Traffic Loads Analysis: single, twin and tandom wheel loads; Equivalent
Axle Load (EAL) concept; AASHO factors for flexible and rigid
pavements, and calculation of EAL for a pavement life, etc. (4 classes)
7. Design of Flexible Highway Pavements: Selection of layer moduli, design
methods: AASHO, AI, CBR, Multi-layer system and the crushed stone
association method (5 classes)
8. Design of Flexible Airport Pavements: Aircraft-load-equivalency systems,
design methods, and comparison of design with that of highway pavement
(4 classes)
9. Design of Rigid Highway Pavement: Design considerations, PCC
pavements, CRC pavements, design of steel reinforcement for
temperature, and expansion joints. Design methods: PCA, and Corps of
Engineers’ methods (5 classes)
10. Design of Rigid Airport Pavements: Design consideration, aprons,
taxiways, and runways. Design methods: PCA, FAA, and Corps of
Engineers’ methods (4 classes)
11. Pavement Distress (Flexible Pavements): Types, causes, and diagnosis.
Methods of repair (Rigid Pavements): Types, causes, and diagnosis (2
classes)
12. Introduction to Pavement Management Systems: Maintenance
Management Systems and Overlay design procedures (2 classes)
VI- Contribution to Professional Component:
Engineering Science:
Engineering Design:
34% (1.0 credit hours)
66% (2.0 credit hours)
VII- Computer Usage:
Software such as ELSYMS, AASHTO DNPS86, WESTY and FAA are used to
demonstrate different methods of calculating stresses in multilayered systems
and design of flexible and rigid highway and airport pavements.

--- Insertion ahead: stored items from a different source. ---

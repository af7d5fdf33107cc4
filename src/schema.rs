//! What a surface registers with the host once, at attach time

use std::collections::BTreeMap;

use serde::Serialize;

use crate::device::{AuxChannel, Capabilities, LogicalPosition, PanelInfo};

pub const ILLUMINATE_PRESSED_FIELD: &str = "illuminate_pressed";

#[derive(Debug, Clone, PartialEq, Eq, Serialize)]
pub struct StylePreset {
    pub colors: &'static str,
}

#[derive(Debug, Clone, Copy, PartialEq, Eq, Serialize)]
pub struct ControlPosition {
    pub row: u32,
    pub column: u32,
}

/// Grid of controls keyed by control id
#[derive(Debug, Clone, PartialEq, Eq, Serialize)]
#[serde(rename_all = "camelCase")]
pub struct SurfaceLayout {
    pub style_presets: BTreeMap<&'static str, StylePreset>,
    pub controls: BTreeMap<String, ControlPosition>,
}

#[derive(Debug, Clone, PartialEq, Eq, Serialize)]
#[serde(tag = "type", rename_all = "lowercase")]
pub enum ConfigField {
    Checkbox {
        id: &'static str,
        label: &'static str,
        default: bool,
    },
}

#[derive(Debug, Clone, PartialEq, Eq, Serialize)]
#[serde(rename_all = "camelCase")]
pub struct RegisterProps {
    /// Brightness is a config concern here, not a host slider
    pub brightness: bool,
    pub surface_layout: SurfaceLayout,
    pub transfer_variables: Vec<AuxChannel>,
    pub config_fields: Vec<ConfigField>,
}

pub fn surface_layout(info: &PanelInfo) -> SurfaceLayout {
    let mut controls = BTreeMap::new();
    for row in 0..info.row_count {
        for column in 0..info.col_count {
            controls.insert(
                LogicalPosition::new(row, column).control_id(),
                ControlPosition { row, column },
            );
        }
    }

    SurfaceLayout {
        style_presets: BTreeMap::from([("default", StylePreset { colors: "hex" })]),
        controls,
    }
}

pub fn transfer_variables(info: &PanelInfo) -> Vec<AuxChannel> {
    Capabilities::describe(info).auxiliary_channels()
}

pub fn config_fields() -> Vec<ConfigField> {
    vec![ConfigField::Checkbox {
        id: ILLUMINATE_PRESSED_FIELD,
        label: "Illuminate pressed buttons",
        default: true,
    }]
}

pub fn register_props(info: &PanelInfo) -> RegisterProps {
    RegisterProps {
        brightness: false,
        surface_layout: surface_layout(info),
        transfer_variables: transfer_variables(info),
        config_fields: config_fields(),
    }
}
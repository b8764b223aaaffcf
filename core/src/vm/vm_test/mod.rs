pub(super) use std::sync::Arc;

pub(super) use anyhow::Result;

pub(super) use crate::{
    error::{ErrorKind, VmError},
    import::MemoryImporter,
    val::{Builtin, ChannelValue, Val},
    vm::{Limits, VirtualMachine, VmContext, VmOptions, compile_source},
};

fn native_len(args: &[Val], _ctx: &mut VmContext<'_>) -> Result<Val> {
    use crate::val::Container;
    Ok(Val::Int(args[0].length()?))
}

/// `apply(f, x)` calls back into the script.
fn native_apply(args: &[Val], ctx: &mut VmContext<'_>) -> Result<Val> {
    ctx.call(&args[0], &args[1..])
}

fn native_chan(args: &[Val], _ctx: &mut VmContext<'_>) -> Result<Val> {
    let capacity = args.first().and_then(Val::as_int).unwrap_or(0);
    Ok(Val::Channel(ChannelValue::new(capacity.max(0) as usize)))
}

fn native_close(args: &[Val], _ctx: &mut VmContext<'_>) -> Result<Val> {
    match &args[0] {
        Val::Channel(c) => {
            c.close()?;
            Ok(Val::Nil)
        }
        other => Err(anyhow::anyhow!("close: expected chan, got {}", other.type_name())),
    }
}

fn native_fail(_args: &[Val], _ctx: &mut VmContext<'_>) -> Result<Val> {
    Ok(Val::error("boom"))
}

/// Routes VM logs to the test output. `RUST_LOG=brook_core=trace` shows
/// import and task events.
pub(super) fn init_tracing() {
    use tracing_subscriber::EnvFilter;

    let filter = EnvFilter::try_from_default_env().unwrap_or_else(|_| EnvFilter::new("warn"));
    let _ = tracing_subscriber::fmt()
        .with_env_filter(filter)
        .with_test_writer()
        .try_init();
}

/// Host globals most tests run with.
pub(super) fn options() -> VmOptions {
    VmOptions::new()
        .with_global("len", Val::Builtin(Builtin::new("len", native_len)))
        .with_global("apply", Val::Builtin(Builtin::new("apply", native_apply)))
        .with_global("chan", Val::Builtin(Builtin::new("chan", native_chan)))
        .with_global("close", Val::Builtin(Builtin::new("close", native_close)))
        .with_global("fail", Val::Builtin(Builtin::new("fail", native_fail)))
        .with_concurrency(true)
}

pub(super) fn vm_for(src: &str, options: VmOptions) -> Result<VirtualMachine> {
    let code = compile_source(src, "main", &options.global_names())?;
    Ok(VirtualMachine::new(code, options))
}

pub(super) fn run_with(src: &str, options: VmOptions) -> Result<Val> {
    let mut vm = vm_for(src, options)?;
    vm.run()?;
    Ok(vm.tos().unwrap_or_default())
}

pub(super) fn run(src: &str) -> Val {
    match run_with(src, options()) {
        Ok(v) => v,
        Err(e) => panic!("script failed: {e}\n{src}"),
    }
}

pub(super) fn run_err(src: &str) -> VmError {
    match run_with(src, options()) {
        Ok(v) => panic!("expected failure, got {v}\n{src}"),
        Err(e) => VmError::from_anyhow(&e),
    }
}

pub(super) fn ints(values: &[i64]) -> Val {
    Val::list(values.iter().map(|i| Val::Int(*i)).collect())
}

mod concurrency;
mod control_flow;
mod functions;
mod host;
mod modules;
mod semantics;
mod builder;
mod driver;
mod expr;
mod stmt;
mod symbols;

use crate::error::{ErrorKind, VmError};
use crate::token::Position;

pub use driver::{Compiler, compile, compile_source};

pub(crate) fn compile_err(pos: Position, msg: impl Into<String>) -> anyhow::Error {
    let error = VmError::new(ErrorKind::Compile, msg);
    anyhow::Error::new(if pos.is_known() { error.at(pos) } else { error })
}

VIII- Laboratory Projects: None
IX- Relationship of Course to Program Educational Objectives:
Design objectives of this course fulfill program objective #3, in addition to the
broad categories of objectives #1 and #2. The course introduces the
fundamentals of basic science and engineering (geotechnical and
transportation). It develops basic analysis and problem solving skills using
computers.
X-
Assessment of Student Progress Towards Course Objectives:
The progress of students in this course will be evaluated through exams,
homework, quizzes and class discussion.
XI- Relationship of Course to Civil Engineering Program Outcomes and
Assessment:
This course helps the students develop an ability to apply knowledge of
engineering (Outcome #1), in addition to learning to design systems (Outcome
#3), formulating and solving engineering problems (Outcome #5), an ability to
communicate effectively through class discussions (Outcome #7), and the
ability to use techniques, skills, and modern engineering tools necessary for
engineering practice (Outcome #11).
Current Status of Information Technology
Computer programs such as ELSYMS, AASHTO DNPS86, and FAA are used
to demonstrate different methods of calculating stresses in multilayered systems and
design of flexible and rigid highway and airport pavements. Course is taught through
the Web-CT where all course materials, homework, presentations, quizzes and
discussion are displayed. Course lectures are delivered using PowerPoint
presentations and video films.
Design Content
Design process and strategy including design factors and decision criteria,
Design of Flexible Highway Pavements using AASHO, AI, CBR, Multi-layer system
and the crushed stone association method, Design of Flexible Airport Pavements,
Design of Rigid Highway Pavement: Design considerations, PCC pavements, CRC
pavements, design of steel reinforcement for temperature, and expansion joints.
Design methods: PCA, and Corps of Engineers' methods, Design of Rigid Airport
Pavements: Design consideration, aprons, taxiways, and runways. Design Methods:
PCA, FAA, and Corps of Engineers' methods.